Tras ese remanso de paz, Rigrard y Oerges hablaron largo y tendido sobre el irremediable avance de los Drauks, sobre la endeble defensa que podían trazar para contener en la medida de lo posible a los diablos y dar una leve oportunidad a los reinos interiores para prepararse ante su llegada, aunque ambos coincidían en que no había nada que hacer, el mundo civilizado estaba perdido. Según las informaciones de Rigrard, los demonios se contaban por millares, nadie sabía de dónde habían surgido y muy pocos afortunados habían salido con vida de un enfrentamiento directo con ellos. El propio general se había enfrentado a los monstruos y había sido el único superviviente de una mesnada de cincuenta hombres, matar a uno sólo de esos engendros era una tarea inmensa, enfrentarse a un ejército de ellos era impensable.

-Y sin embargo, tiene que haber alguna forma de matarlos. No puedo creer que estemos condenados.

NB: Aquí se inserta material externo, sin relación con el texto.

//! CLI error types.

use std::path::PathBuf;

use calagenda_core::{ConfigError, FeedError};
use thiserror::Error;

/// Result type for CLI operations.
pub type CliResult<T> = Result<T, CliError>;

/// Errors that can occur in the CLI.
#[derive(Debug, Error)]
pub enum CliError {
    /// Configuration error.
    #[error("configuration error: {0}")]
    Config(#[from] ConfigError),

    /// A feed file could not be read.
    #[error("failed to read {path}: {source}")]
    Io {
        path: PathBuf,
        #[source]
        source: std::io::Error,
    },

    /// A feed file is not a calendar response.
    #[error("{path}: {source}")]
    Feed {
        path: PathBuf,
        #[source]
        source: FeedError,
    },

    /// The output location does not exist.
    #[error("output target not found: {path}")]
    MissingOutputTarget { path: PathBuf },

    /// JSON encoding failed.
    #[error("failed to encode output: {0}")]
    Encode(#[from] serde_json::Error),
}

impl CliError {
    /// Creates an IO error for the given path.
    pub fn io(path: impl Into<PathBuf>, source: std::io::Error) -> Self {
        Self::Io {
            path: path.into(),
            source,
        }
    }
}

-Eso creía yo Oerges, pero he luchado contra esas fieras, créeme, no hay modo alguno de detenerlos, ni por mediación de la magia ni de las armas. Si les arrancas un miembro les vuelve a crecer, sus heridas se cierran en segundos, las estocadas sólo los detienen unos minutos, sólo mueren si consigues cortarles la cabeza y resulta casi imposible hacerlo para un hombre…

-¿Y los rezos y cruces que pregona tu hermano?

-Pregúntale a él. Llevamos con nosotros a tres hermanos de su orden sacerdotal, iban armados con sus cruces y con sus aguas bendecidas, iban vestidos de blanco inmaculado y conocían los ruegos, los rezos… eran lo mejorcito de su iglesia. Además, he de admitir que eran valientes y tenían una fe ciega en su Dios… pero éste les dio la espalda. Su osadía les llevó a adelantarse a nuestro ataque, te repito que su fe era ciega, no tenían discernimiento propio, mi hermano les había lavado el cerebro de tal forma que realmente pensaban que detendrían a los engendros. No vieron que ante ellos se erguían bestias de músculos imposibles y casi tres metros de altura, no vieron sus garras afiladas ni sus colmillos, no vieron que se les venía encima la muerte. Murieron de una manera atroz… y sus túnicas cayeron empapadas en sangre.

-Y aun así continúa en sus trece, ¡maldita sea!

-Lo sé, creo que él también cree firmemente en lo que dice…

-Vayamos a asuntos más importantes por el momento. Acabo de recibir un mensaje de Rögar, los Drauks están a menos de una jornada de viaje de Bidum, no creo que sobrevivan al amanecer y no hay forma de avisarles, la noche ha caído…

-¡Maldita sea! –ahora fue Rigrard el que maldijo- no podemos dejar que los aldeanos sean sorprendidos por los Drauks, será una masacre y Rögar no puede abandonar su puesto...

-No creo que Rögar esté vivo… su mensaje era apresurado y estaba teñido de sangre… -el rostro de los dos hombres se ensombreció ante la constatación de la pérdida de un hombre como el capitán de los puestos fronterizos avanzados, uno de los guerreros más cualificados de Sarberk.

-¡Eso no quiere decir nada! –argumentó Rigrard, más intentando convencerse a sí mismo que pensado realmente en lo que decía- Rögar es un guerrero experimentado, seguro que no se dejará matar fácilmente… volverá. Deja que envíe a dos de mis guerreros a avisar a la aldea de Bidum…

-Sabes que no se puede salir del castillo en noches de luna llena.

-Esos hombres se han enfrentado con demonios y engendros que harían empalidecer a los Habitantes de la Luna, podrán atravesar el bosque y llegar a tiempo a Bidum…

-No, no podrán hacerlo y lo sabes. Nadie ha atravesado el bosque de noche y con luna llena, ni siquiera los Drauks osarían hacerlo. Además, necesitamos a todos los hombres disponibles en Sarberk para resistir todo lo posible ante los Drauks, no podemos perder un solo combatiente. La suerte de Bidum está echada.


La resignación y el desánimo se adueñaron del salón, un frío muy superior al de la noche invernal se instaló en la estancia, los dos hombres cerraron los ojos y hundieron sus hombros, Oerges incluso murmuró una oración pagana por los caídos, por los inocentes que morirían en la aldea, por las víctimas de los demonios que poblarían los suelos pisoteados de Bidum.